INSTRUCTIONS TO FOLLOW
When you output the entries, begin with the first line and end with the line containing "use thiserror::Error;", keeping each line exactly as it is.

Saved entries:
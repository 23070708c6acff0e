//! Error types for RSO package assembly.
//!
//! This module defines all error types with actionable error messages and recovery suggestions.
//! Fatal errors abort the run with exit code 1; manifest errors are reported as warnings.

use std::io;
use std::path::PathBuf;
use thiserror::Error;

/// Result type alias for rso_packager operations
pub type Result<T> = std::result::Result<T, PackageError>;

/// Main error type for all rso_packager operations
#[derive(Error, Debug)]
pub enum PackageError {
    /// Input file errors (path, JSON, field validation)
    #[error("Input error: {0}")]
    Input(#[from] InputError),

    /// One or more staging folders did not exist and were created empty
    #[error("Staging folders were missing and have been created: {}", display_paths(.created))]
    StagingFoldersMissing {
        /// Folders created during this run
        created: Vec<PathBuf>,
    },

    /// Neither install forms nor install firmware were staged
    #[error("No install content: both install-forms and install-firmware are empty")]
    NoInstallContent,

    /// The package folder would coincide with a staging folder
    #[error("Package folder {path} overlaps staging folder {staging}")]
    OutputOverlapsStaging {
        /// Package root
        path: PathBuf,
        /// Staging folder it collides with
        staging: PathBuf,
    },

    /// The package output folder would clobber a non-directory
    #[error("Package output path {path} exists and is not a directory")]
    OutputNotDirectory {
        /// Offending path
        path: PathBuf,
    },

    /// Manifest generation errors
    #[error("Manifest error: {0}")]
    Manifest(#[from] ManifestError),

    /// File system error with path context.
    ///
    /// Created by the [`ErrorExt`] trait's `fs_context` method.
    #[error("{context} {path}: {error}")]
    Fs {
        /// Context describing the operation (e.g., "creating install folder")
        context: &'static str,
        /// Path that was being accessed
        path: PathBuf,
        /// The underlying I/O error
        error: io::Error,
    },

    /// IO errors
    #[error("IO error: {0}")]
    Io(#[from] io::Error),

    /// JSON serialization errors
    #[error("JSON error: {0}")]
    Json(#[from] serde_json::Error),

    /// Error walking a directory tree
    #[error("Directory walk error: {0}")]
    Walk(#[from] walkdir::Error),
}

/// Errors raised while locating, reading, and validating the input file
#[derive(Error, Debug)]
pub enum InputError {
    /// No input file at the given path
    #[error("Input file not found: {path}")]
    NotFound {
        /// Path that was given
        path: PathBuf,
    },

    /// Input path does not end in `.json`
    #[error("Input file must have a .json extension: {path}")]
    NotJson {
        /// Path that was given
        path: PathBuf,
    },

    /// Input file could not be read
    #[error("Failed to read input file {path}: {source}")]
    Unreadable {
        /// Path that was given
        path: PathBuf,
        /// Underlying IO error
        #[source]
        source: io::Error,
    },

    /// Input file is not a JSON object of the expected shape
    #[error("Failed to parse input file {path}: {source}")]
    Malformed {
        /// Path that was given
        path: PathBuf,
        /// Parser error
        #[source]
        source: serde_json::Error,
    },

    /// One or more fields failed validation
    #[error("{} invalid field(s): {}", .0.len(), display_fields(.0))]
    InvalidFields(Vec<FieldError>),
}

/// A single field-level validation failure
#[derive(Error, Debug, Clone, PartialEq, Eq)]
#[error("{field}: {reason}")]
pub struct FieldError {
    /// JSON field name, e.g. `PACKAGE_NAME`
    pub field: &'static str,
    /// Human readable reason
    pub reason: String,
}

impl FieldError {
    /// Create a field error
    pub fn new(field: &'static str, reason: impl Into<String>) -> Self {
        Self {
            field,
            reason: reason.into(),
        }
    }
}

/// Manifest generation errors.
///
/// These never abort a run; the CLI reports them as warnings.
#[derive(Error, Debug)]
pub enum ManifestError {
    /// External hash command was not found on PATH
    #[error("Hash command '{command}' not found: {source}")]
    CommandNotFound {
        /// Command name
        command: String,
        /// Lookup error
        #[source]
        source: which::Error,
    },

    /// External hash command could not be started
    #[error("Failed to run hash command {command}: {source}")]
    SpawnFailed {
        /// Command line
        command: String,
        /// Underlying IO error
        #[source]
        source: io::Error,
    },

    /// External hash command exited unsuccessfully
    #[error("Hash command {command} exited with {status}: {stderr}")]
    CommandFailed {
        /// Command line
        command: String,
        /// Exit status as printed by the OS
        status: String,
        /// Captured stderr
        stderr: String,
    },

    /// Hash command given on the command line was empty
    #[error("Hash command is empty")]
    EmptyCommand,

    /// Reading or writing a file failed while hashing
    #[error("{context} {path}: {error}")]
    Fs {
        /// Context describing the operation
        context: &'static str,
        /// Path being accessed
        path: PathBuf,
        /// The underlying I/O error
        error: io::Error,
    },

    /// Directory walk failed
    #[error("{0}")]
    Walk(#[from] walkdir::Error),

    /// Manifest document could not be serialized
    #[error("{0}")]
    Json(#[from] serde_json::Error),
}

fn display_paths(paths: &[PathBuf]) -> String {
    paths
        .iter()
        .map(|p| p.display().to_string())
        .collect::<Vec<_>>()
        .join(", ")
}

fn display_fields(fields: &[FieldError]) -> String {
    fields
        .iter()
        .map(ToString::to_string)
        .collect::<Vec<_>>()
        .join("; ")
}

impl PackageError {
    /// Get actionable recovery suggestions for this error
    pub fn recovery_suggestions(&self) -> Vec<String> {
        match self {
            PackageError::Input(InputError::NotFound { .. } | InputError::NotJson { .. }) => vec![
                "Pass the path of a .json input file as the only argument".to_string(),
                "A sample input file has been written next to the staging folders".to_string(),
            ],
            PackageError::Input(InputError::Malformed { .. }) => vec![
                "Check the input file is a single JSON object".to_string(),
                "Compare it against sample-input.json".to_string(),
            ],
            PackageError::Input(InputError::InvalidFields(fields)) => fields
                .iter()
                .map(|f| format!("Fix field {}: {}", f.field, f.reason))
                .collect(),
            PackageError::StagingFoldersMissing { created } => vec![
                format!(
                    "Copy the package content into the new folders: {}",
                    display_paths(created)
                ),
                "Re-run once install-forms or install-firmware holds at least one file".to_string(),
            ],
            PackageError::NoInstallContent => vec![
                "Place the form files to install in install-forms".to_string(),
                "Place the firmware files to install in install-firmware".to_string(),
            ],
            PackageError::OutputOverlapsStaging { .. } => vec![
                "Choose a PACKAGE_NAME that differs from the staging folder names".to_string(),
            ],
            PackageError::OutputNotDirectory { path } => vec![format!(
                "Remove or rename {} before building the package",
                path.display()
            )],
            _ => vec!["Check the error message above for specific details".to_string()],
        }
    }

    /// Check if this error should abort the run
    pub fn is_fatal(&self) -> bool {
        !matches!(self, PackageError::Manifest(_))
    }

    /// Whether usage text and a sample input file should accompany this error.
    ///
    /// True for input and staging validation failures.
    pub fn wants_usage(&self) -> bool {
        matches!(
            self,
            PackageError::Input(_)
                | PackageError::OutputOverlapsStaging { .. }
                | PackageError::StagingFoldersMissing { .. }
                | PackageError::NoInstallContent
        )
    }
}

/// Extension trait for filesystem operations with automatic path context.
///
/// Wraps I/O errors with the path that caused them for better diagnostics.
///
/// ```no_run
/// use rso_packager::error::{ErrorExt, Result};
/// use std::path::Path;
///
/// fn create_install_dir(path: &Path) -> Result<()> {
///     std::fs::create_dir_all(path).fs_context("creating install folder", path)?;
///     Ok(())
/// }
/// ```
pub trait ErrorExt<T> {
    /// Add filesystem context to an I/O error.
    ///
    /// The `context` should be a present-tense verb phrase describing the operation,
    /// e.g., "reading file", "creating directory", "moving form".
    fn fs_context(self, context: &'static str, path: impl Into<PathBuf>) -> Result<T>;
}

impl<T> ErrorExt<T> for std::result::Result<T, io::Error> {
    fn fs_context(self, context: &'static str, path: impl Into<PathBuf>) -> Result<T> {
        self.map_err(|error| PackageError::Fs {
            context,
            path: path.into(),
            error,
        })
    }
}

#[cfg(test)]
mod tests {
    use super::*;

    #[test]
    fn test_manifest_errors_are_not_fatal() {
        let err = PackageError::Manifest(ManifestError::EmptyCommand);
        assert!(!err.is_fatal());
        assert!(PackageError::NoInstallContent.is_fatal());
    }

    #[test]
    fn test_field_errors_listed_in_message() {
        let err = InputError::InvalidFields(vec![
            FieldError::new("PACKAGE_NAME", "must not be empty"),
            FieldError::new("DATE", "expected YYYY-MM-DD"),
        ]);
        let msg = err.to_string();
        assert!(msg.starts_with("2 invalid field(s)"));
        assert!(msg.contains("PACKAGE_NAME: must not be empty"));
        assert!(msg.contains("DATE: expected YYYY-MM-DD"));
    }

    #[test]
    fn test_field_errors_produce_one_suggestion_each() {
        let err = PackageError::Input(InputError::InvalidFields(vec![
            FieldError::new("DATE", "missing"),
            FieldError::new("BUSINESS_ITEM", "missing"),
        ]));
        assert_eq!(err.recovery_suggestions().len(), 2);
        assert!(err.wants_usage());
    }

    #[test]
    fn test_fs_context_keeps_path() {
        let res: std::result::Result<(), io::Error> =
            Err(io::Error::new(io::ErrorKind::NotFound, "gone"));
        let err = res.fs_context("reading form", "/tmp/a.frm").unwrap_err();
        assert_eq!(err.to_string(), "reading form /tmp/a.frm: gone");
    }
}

RESULT OF THE EXERCISE
repository 23070708c6acff0e
//! Error types for RSO package assembly.
//!
//! This module defines all error types with actionable error messages and recovery suggestions.
//! Fatal errors abort the run with exit code 1; manifest errors are reported as warnings.

use std::io;
use std::path::PathBuf;
use thiserror::Error;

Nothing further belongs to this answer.